Buscando ampliar o debate sobre violência estrutural que leva à alienação, o diretor Cesar Ribeiro estreia seu novo trabalho, "Trilogia Kafka". O espetáculo faz sua temporada de estreia no Teatro do Núcleo Experimental entre os dias 23 de maio e 30 de junho, com sessões às sextas, aos sábados e às segundas, às 20h00; e, aos domingos, às 19h00, totalizando 24 sessões. No elenco estão Helio Cicero, André Capuano e Pedro Conrado.
A peça apresenta três textos curtos do escritor tcheco Franz Kafka (1883-1924): "Um Artista da Fome", que conta a história de um artista cujo trabalho é passar fome publicamente e que se sente excluído da sociedade após uma mudança cultural que desvalorizou seu ofício; "Comunicado a uma Academia", sobre um macaco falante que relata a diversos intelectuais sua transição de animal para quase humano e como se tornou um artista de renome no teatro musical; e "Carta ao Pai", em que Kafka escreve ao pai para expor a mágoa diante de seu autoritarismo. A montagem ainda conta com outro escrito na abertura. "Diante da Lei" revela ao público um homem que vai até a porta da lei pedindo acesso à Justiça, sempre negado.

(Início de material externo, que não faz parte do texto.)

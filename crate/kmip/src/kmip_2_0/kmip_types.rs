use strum::{Display, EnumString, FromRepr};

use crate::{
    ttlv::{TTLValue, TTLV},
    KmipError,
};

/// The KMIP 2.0 tag registry (KMIP 2.0 §9.1; supersedes the 1.4 list and
/// adds the flat-attributes and current/new-attribute tags).
#[derive(Debug, Clone, Copy, PartialEq, Eq, Display, EnumString, FromRepr)]
#[repr(u32)]
pub enum Tag {
    ActivationDate = 0x42_0001,
    ApplicationData = 0x42_0002,
    ApplicationNamespace = 0x42_0003,
    ApplicationSpecificInformation = 0x42_0004,
    ArchiveDate = 0x42_0005,
    AsynchronousCorrelationValue = 0x42_0006,
    AsynchronousIndicator = 0x42_0007,
    Attribute = 0x42_0008,
    AttributeName = 0x42_000A,
    AttributeValue = 0x42_000B,
    Authentication = 0x42_000C,
    BatchCount = 0x42_000D,
    BatchErrorContinuationOption = 0x42_000E,
    BatchItem = 0x42_000F,
    BatchOrderOption = 0x42_0010,
    BlockCipherMode = 0x42_0011,
    CancellationResult = 0x42_0012,
    Certificate = 0x42_0013,
    CertificateRequest = 0x42_0018,
    CertificateRequestType = 0x42_0019,
    CertificateType = 0x42_001D,
    CertificateValue = 0x42_001E,
    CompromiseDate = 0x42_0020,
    CompromiseOccurrenceDate = 0x42_0021,
    ContactInformation = 0x42_0022,
    Credential = 0x42_0023,
    CredentialType = 0x42_0024,
    CredentialValue = 0x42_0025,
    CriticalityIndicator = 0x42_0026,
    CRTCoefficient = 0x42_0027,
    CryptographicAlgorithm = 0x42_0028,
    CryptographicDomainParameters = 0x42_0029,
    CryptographicLength = 0x42_002A,
    CryptographicParameters = 0x42_002B,
    CryptographicUsageMask = 0x42_002C,
    D = 0x42_002E,
    DeactivationDate = 0x42_002F,
    DerivationData = 0x42_0030,
    DerivationMethod = 0x42_0031,
    DerivationParameters = 0x42_0032,
    DestroyDate = 0x42_0033,
    Digest = 0x42_0034,
    DigestValue = 0x42_0035,
    EncryptionKeyInformation = 0x42_0036,
    G = 0x42_0037,
    HashingAlgorithm = 0x42_0038,
    InitialDate = 0x42_0039,
    InitializationVector = 0x42_003A,
    IterationCount = 0x42_003C,
    IVCounterNonce = 0x42_003D,
    J = 0x42_003E,
    Key = 0x42_003F,
    KeyBlock = 0x42_0040,
    KeyCompressionType = 0x42_0041,
    KeyFormatType = 0x42_0042,
    KeyMaterial = 0x42_0043,
    KeyPartIdentifier = 0x42_0044,
    KeyValue = 0x42_0045,
    KeyWrappingData = 0x42_0046,
    KeyWrappingSpecification = 0x42_0047,
    LastChangeDate = 0x42_0048,
    LeaseTime = 0x42_0049,
    Link = 0x42_004A,
    LinkType = 0x42_004B,
    LinkedObjectIdentifier = 0x42_004C,
    MACSignature = 0x42_004D,
    MACSignatureKeyInformation = 0x42_004E,
    MaximumItems = 0x42_004F,
    MaximumResponseSize = 0x42_0050,
    MessageExtension = 0x42_0051,
    Modulus = 0x42_0052,
    Name = 0x42_0053,
    NameType = 0x42_0054,
    NameValue = 0x42_0055,
    ObjectGroup = 0x42_0056,
    ObjectType = 0x42_0057,
    Offset = 0x42_0058,
    OpaqueDataType = 0x42_0059,
    OpaqueDataValue = 0x42_005A,
    OpaqueObject = 0x42_005B,
    Operation = 0x42_005C,
    P = 0x42_005E,
    PaddingMethod = 0x42_005F,
    PrimeExponentP = 0x42_0060,
    PrimeExponentQ = 0x42_0061,
    PrimeFieldSize = 0x42_0062,
    PrivateExponent = 0x42_0063,
    PrivateKey = 0x42_0064,
    PrivateKeyUniqueIdentifier = 0x42_0066,
    ProcessStartDate = 0x42_0067,
    ProtectStopDate = 0x42_0068,
    ProtocolVersion = 0x42_0069,
    ProtocolVersionMajor = 0x42_006A,
    ProtocolVersionMinor = 0x42_006B,
    PublicExponent = 0x42_006C,
    PublicKey = 0x42_006D,
    PublicKeyUniqueIdentifier = 0x42_006F,
    PutFunction = 0x42_0070,
    Q = 0x42_0071,
    QString = 0x42_0072,
    Qlength = 0x42_0073,
    QueryFunction = 0x42_0074,
    RecommendedCurve = 0x42_0075,
    ReplacedUniqueIdentifier = 0x42_0076,
    RequestHeader = 0x42_0077,
    RequestMessage = 0x42_0078,
    RequestPayload = 0x42_0079,
    ResponseHeader = 0x42_007A,
    ResponseMessage = 0x42_007B,
    ResponsePayload = 0x42_007C,
    ResultMessage = 0x42_007D,
    ResultReason = 0x42_007E,
    ResultStatus = 0x42_007F,
    RevocationMessage = 0x42_0080,
    RevocationReason = 0x42_0081,
    RevocationReasonCode = 0x42_0082,
    KeyRoleType = 0x42_0083,
    Salt = 0x42_0084,
    SecretData = 0x42_0085,
    SecretDataType = 0x42_0086,
    ServerInformation = 0x42_0088,
    SplitKey = 0x42_0089,
    SplitKeyMethod = 0x42_008A,
    SplitKeyParts = 0x42_008B,
    SplitKeyThreshold = 0x42_008C,
    State = 0x42_008D,
    StorageStatusMask = 0x42_008E,
    SymmetricKey = 0x42_008F,
    TimeStamp = 0x42_0092,
    UniqueBatchItemID = 0x42_0093,
    UniqueIdentifier = 0x42_0094,
    UsageLimits = 0x42_0095,
    UsageLimitsCount = 0x42_0096,
    UsageLimitsTotal = 0x42_0097,
    UsageLimitsUnit = 0x42_0098,
    Username = 0x42_0099,
    ValidityDate = 0x42_009A,
    ValidityIndicator = 0x42_009B,
    VendorExtension = 0x42_009C,
    VendorIdentification = 0x42_009D,
    WrappingMethod = 0x42_009E,
    X = 0x42_009F,
    Y = 0x42_00A0,
    Password = 0x42_00A1,
    DeviceIdentifier = 0x42_00A2,
    EncodingOption = 0x42_00A3,
    ExtensionInformation = 0x42_00A4,
    ExtensionName = 0x42_00A5,
    ExtensionTag = 0x42_00A6,
    ExtensionType = 0x42_00A7,
    Fresh = 0x42_00A8,
    MachineIdentifier = 0x42_00A9,
    MediaIdentifier = 0x42_00AA,
    NetworkIdentifier = 0x42_00AB,
    ObjectGroupMember = 0x42_00AC,
    CertificateLength = 0x42_00AD,
    DigitalSignatureAlgorithm = 0x42_00AE,
    CertificateSerialNumber = 0x42_00AF,
    DeviceSerialNumber = 0x42_00B0,
    IssuerAlternativeName = 0x42_00B1,
    IssuerDistinguishedName = 0x42_00B2,
    SubjectAlternativeName = 0x42_00B3,
    SubjectDistinguishedName = 0x42_00B4,
    X509CertificateIdentifier = 0x42_00B5,
    X509CertificateIssuer = 0x42_00B6,
    X509CertificateSubject = 0x42_00B7,
    KeyValueLocation = 0x42_00B8,
    KeyValueLocationValue = 0x42_00B9,
    KeyValueLocationType = 0x42_00BA,
    KeyValuePresent = 0x42_00BB,
    OriginalCreationDate = 0x42_00BC,
    PGPKey = 0x42_00BD,
    PGPKeyVersion = 0x42_00BE,
    AlternativeName = 0x42_00BF,
    AlternativeNameValue = 0x42_00C0,
    AlternativeNameType = 0x42_00C1,
    Data = 0x42_00C2,
    SignatureData = 0x42_00C3,
    DataLength = 0x42_00C4,
    RandomIV = 0x42_00C5,
    MACData = 0x42_00C6,
    AttestationType = 0x42_00C7,
    Nonce = 0x42_00C8,
    NonceID = 0x42_00C9,
    NonceValue = 0x42_00CA,
    AttestationMeasurement = 0x42_00CB,
    AttestationAssertion = 0x42_00CC,
    IVLength = 0x42_00CD,
    TagLength = 0x42_00CE,
    FixedFieldLength = 0x42_00CF,
    CounterLength = 0x42_00D0,
    InitialCounterValue = 0x42_00D1,
    InvocationFieldLength = 0x42_00D2,
    AttestationCapableIndicator = 0x42_00D3,
    OffsetItems = 0x42_00D4,
    LocatedItems = 0x42_00D5,
    CorrelationValue = 0x42_00D6,
    InitIndicator = 0x42_00D7,
    FinalIndicator = 0x42_00D8,
    RNGParameters = 0x42_00D9,
    RNGAlgorithm = 0x42_00DA,
    DRBGAlgorithm = 0x42_00DB,
    FIPS186Variation = 0x42_00DC,
    PredictionResistance = 0x42_00DD,
    RandomNumberGenerator = 0x42_00DE,
    ValidationInformation = 0x42_00DF,
    ValidationAuthorityType = 0x42_00E0,
    ValidationAuthorityCountry = 0x42_00E1,
    ValidationAuthorityURI = 0x42_00E2,
    ValidationVersionMajor = 0x42_00E3,
    ValidationVersionMinor = 0x42_00E4,
    ValidationType = 0x42_00E5,
    ValidationLevel = 0x42_00E6,
    ValidationCertificateIdentifier = 0x42_00E7,
    ValidationCertificateURI = 0x42_00E8,
    ValidationVendorURI = 0x42_00E9,
    ValidationProfile = 0x42_00EA,
    ProfileInformation = 0x42_00EB,
    ProfileName = 0x42_00EC,
    ServerURI = 0x42_00ED,
    ServerPort = 0x42_00EE,
    StreamingCapability = 0x42_00EF,
    AsynchronousCapability = 0x42_00F0,
    AttestationCapability = 0x42_00F1,
    UnwrapMode = 0x42_00F2,
    DestroyAction = 0x42_00F3,
    ShreddingAlgorithm = 0x42_00F4,
    RNGMode = 0x42_00F5,
    ClientRegistrationMethod = 0x42_00F6,
    CapabilityInformation = 0x42_00F7,
    KeyWrapType = 0x42_00F8,
    BatchUndoCapability = 0x42_00F9,
    BatchContinueCapability = 0x42_00FA,
    PKCS12FriendlyName = 0x42_00FB,
    Description = 0x42_00FC,
    Comment = 0x42_00FD,
    AuthenticatedEncryptionAdditionalData = 0x42_00FE,
    AuthenticatedEncryptionTag = 0x42_00FF,
    SaltLength = 0x42_0100,
    MaskGenerator = 0x42_0101,
    MaskGeneratorHashingAlgorithm = 0x42_0102,
    PSource = 0x42_0103,
    TrailerField = 0x42_0104,
    ClientCorrelationValue = 0x42_0105,
    ServerCorrelationValue = 0x42_0106,
    DigestedData = 0x42_0107,
    CertificateSubjectCN = 0x42_0108,
    CertificateSubjectO = 0x42_0109,
    CertificateSubjectOU = 0x42_010A,
    CertificateSubjectEmail = 0x42_010B,
    CertificateSubjectC = 0x42_010C,
    CertificateSubjectST = 0x42_010D,
    CertificateSubjectL = 0x42_010E,
    CertificateSubjectUID = 0x42_010F,
    CertificateSubjectSerialNumber = 0x42_0110,
    CertificateSubjectTitle = 0x42_0111,
    CertificateSubjectDC = 0x42_0112,
    CertificateSubjectDNQualifier = 0x42_0113,
    CertificateIssuerCN = 0x42_0114,
    CertificateIssuerO = 0x42_0115,
    CertificateIssuerOU = 0x42_0116,
    CertificateIssuerEmail = 0x42_0117,
    CertificateIssuerC = 0x42_0118,
    CertificateIssuerST = 0x42_0119,
    CertificateIssuerL = 0x42_011A,
    CertificateIssuerUID = 0x42_011B,
    CertificateIssuerSerialNumber = 0x42_011C,
    CertificateIssuerTitle = 0x42_011D,
    CertificateIssuerDC = 0x42_011E,
    CertificateIssuerDNQualifier = 0x42_011F,
    Sensitive = 0x42_0120,
    AlwaysSensitive = 0x42_0121,
    Extractable = 0x42_0122,
    NeverExtractable = 0x42_0123,
    ReplaceExisting = 0x42_0124,
    Attributes = 0x42_0125,
    CommonAttributes = 0x42_0126,
    PrivateKeyAttributes = 0x42_0127,
    PublicKeyAttributes = 0x42_0128,
    ExtensionEnumeration = 0x42_0129,
    ExtensionAttribute = 0x42_012A,
    ExtensionParentStructureTag = 0x42_012B,
    ExtensionDescription = 0x42_012C,
    ServerName = 0x42_012D,
    ServerSerialNumber = 0x42_012E,
    ServerVersion = 0x42_012F,
    ServerLoad = 0x42_0130,
    ProductName = 0x42_0131,
    BuildLevel = 0x42_0132,
    BuildDate = 0x42_0133,
    ClusterInfo = 0x42_0134,
    AlternateFailoverEndpoints = 0x42_0135,
    ShortUniqueIdentifier = 0x42_0136,
    Reserved = 0x42_0137,
    Tag = 0x42_0138,
    CertificateRequestUniqueIdentifier = 0x42_0139,
    NISTKeyType = 0x42_013A,
    AttributeReference = 0x42_013B,
    CurrentAttribute = 0x42_013C,
    NewAttribute = 0x42_013D,
    CertificateRequestValue = 0x42_0140,
    LogMessage = 0x42_0141,
    ProfileVersion = 0x42_0142,
    ProfileVersionMajor = 0x42_0143,
    ProfileVersionMinor = 0x42_0144,
    ProtectionLevel = 0x42_0145,
    ProtectionPeriod = 0x42_0146,
    QuantumSafe = 0x42_0147,
    QuantumSafeCapability = 0x42_0148,
    Ticket = 0x42_0149,
    TicketType = 0x42_014A,
    TicketValue = 0x42_014B,
    RequestCount = 0x42_014C,
    Rights = 0x42_014D,
    Objects = 0x42_014E,
    Operations = 0x42_014F,
    Right = 0x42_0150,
    EndpointRole = 0x42_0151,
    DefaultsInformation = 0x42_0152,
    ObjectDefaults = 0x42_0153,
    Ephemeral = 0x42_0154,
    ServerHashedPassword = 0x42_0155,
    OneTimePassword = 0x42_0156,
    HashedPassword = 0x42_0157,
    AdjustmentType = 0x42_0158,
    PKCS11Interface = 0x42_0159,
    PKCS11Function = 0x42_015A,
    PKCS11InputParameters = 0x42_015B,
    PKCS11OutputParameters = 0x42_015C,
    PKCS11ReturnCode = 0x42_015D,
    ProtectionStorageMask = 0x42_015E,
    ProtectionStorageMasks = 0x42_015F,
    InteropFunction = 0x42_0160,
    InteropIdentifier = 0x42_0161,
    AdjustmentValue = 0x42_0162,
    CommonProtectionStorageMasks = 0x42_0163,
    PrivateProtectionStorageMasks = 0x42_0164,
    PublicProtectionStorageMasks = 0x42_0165,
    // Extensions 540000 – 54FFFF
}

/// KMIP 2.0 Unique Identifier Enumeration: placeholders naming objects
/// produced earlier in the same batch.
#[derive(Debug, Clone, Copy, PartialEq, Eq, Display, EnumString, FromRepr)]
#[repr(u32)]
pub enum UniqueIdentifierEnumeration {
    IDPlaceholder = 0x01,
    Certify = 0x02,
    Create = 0x03,
    CreateKeyPair = 0x04,
    CreateKeyPairPrivateKey = 0x05,
    CreateKeyPairPublicKey = 0x06,
    CreateSplitKey = 0x07,
    DeriveKey = 0x08,
    Import = 0x09,
    JoinSplitKey = 0x0A,
    Locate = 0x0B,
    Register = 0x0C,
    Rekey = 0x0D,
    Recertify = 0x0E,
    RekeyKeyPair = 0x0F,
    RekeyKeyPairPrivateKey = 0x10,
    RekeyKeyPairPublicKey = 0x11,
}

/// KMIP 2.0 §4 Unique Identifier: a tagged sum over a server-assigned
/// text token, a placeholder enumeration, or an index into the
/// placeholder list. On the wire the variant selects the item type under
/// the single `UniqueIdentifier` tag.
#[derive(Debug, Clone, PartialEq, Eq)]
pub enum UniqueIdentifier {
    TextString(String),
    Enumeration(UniqueIdentifierEnumeration),
    Integer(i32),
}

impl UniqueIdentifier {
    #[must_use]
    pub fn to_ttlv(&self, tag: &str) -> TTLV {
        match self {
            Self::TextString(value) => TTLV::text_string(tag, value),
            #[allow(clippy::as_conversions)]
            Self::Enumeration(value) => TTLV::enumeration(tag, *value as u32),
            Self::Integer(value) => TTLV::integer(tag, *value),
        }
    }

    pub fn from_ttlv(ttlv: &TTLV) -> Result<Self, KmipError> {
        Ok(match &ttlv.value {
            TTLValue::TextString(value) => Self::TextString(value.clone()),
            TTLValue::Enumeration(variant) => Self::Enumeration(
                UniqueIdentifierEnumeration::from_repr(variant.value).ok_or(
                    KmipError::InvalidEnumValue("UniqueIdentifierEnumeration", variant.value),
                )?,
            ),
            TTLValue::Integer(value) => Self::Integer(*value),
            other => {
                return Err(KmipError::Protocol(format!(
                    "invalid UniqueIdentifier value type: {other:?}"
                )))
            }
        })
    }
}

impl std::fmt::Display for UniqueIdentifier {
    fn fmt(&self, f: &mut std::fmt::Formatter<'_>) -> std::fmt::Result {
        match self {
            Self::TextString(value) => write!(f, "{value}"),
            Self::Enumeration(value) => write!(f, "{value}"),
            Self::Integer(value) => write!(f, "{value}"),
        }
    }
}

impl From<&str> for UniqueIdentifier {
    fn from(value: &str) -> Self {
        Self::TextString(value.to_owned())
    }
}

Entre as referências teóricas do projeto estão obras da socióloga brasileira Maria Cecília de Souza Minayo, que define a violência estrutural como aquela "gerada por estruturas organizadas e institucionalizadas, naturalizada e oculta em estruturas sociais, que se expressa na injustiça e na exploração e que conduz à opressão dos indivíduos", e do jornalista e ativista indiano Pothik Gosh, que destaca o tema da justiça na obra kafkiana, entendida como uma esfera em que há completa ausência de sentido que não seja pelo fato de ser uma pura força de dominação, por meio de uma dialética em que a lei inclui ao excluir e exclui ao incluir, refletindo uma realidade em que as pessoas são excluídas hierarquicamente e incluídas produtivamente.
Esse conceito remete à noção de corpos produtivos e corpos matáveis, abordando as políticas de morte e segregação presentes na sociedade contemporânea – assim como, na sociopolítica, abrange os movimentos de luta por soberania e direitos, em que os oprimidos podem escapar da opressão em certo momento temporal, mas os sistemas de opressão persistem.Apoie o Resenhando.com e compre os livros de Franz Kafka neste link.
Sobre a encenação
Dando sequência ao trabalho realizado pelo grupo Garagem 21 em Dias Felizes, O Arquiteto e o Imperador da Assíria e Esperando Godot, a montagem de Trilogia Kafka propõe uma visão das diversas faces dos sistemas de violência, observando, quase com uma lente de aumento, a relação entre opressores e oprimidos. Por meio dessas narrativas, a peça levanta questionamentos sobre temas como justiça, liberdade, censura, repressão, direito e democracia.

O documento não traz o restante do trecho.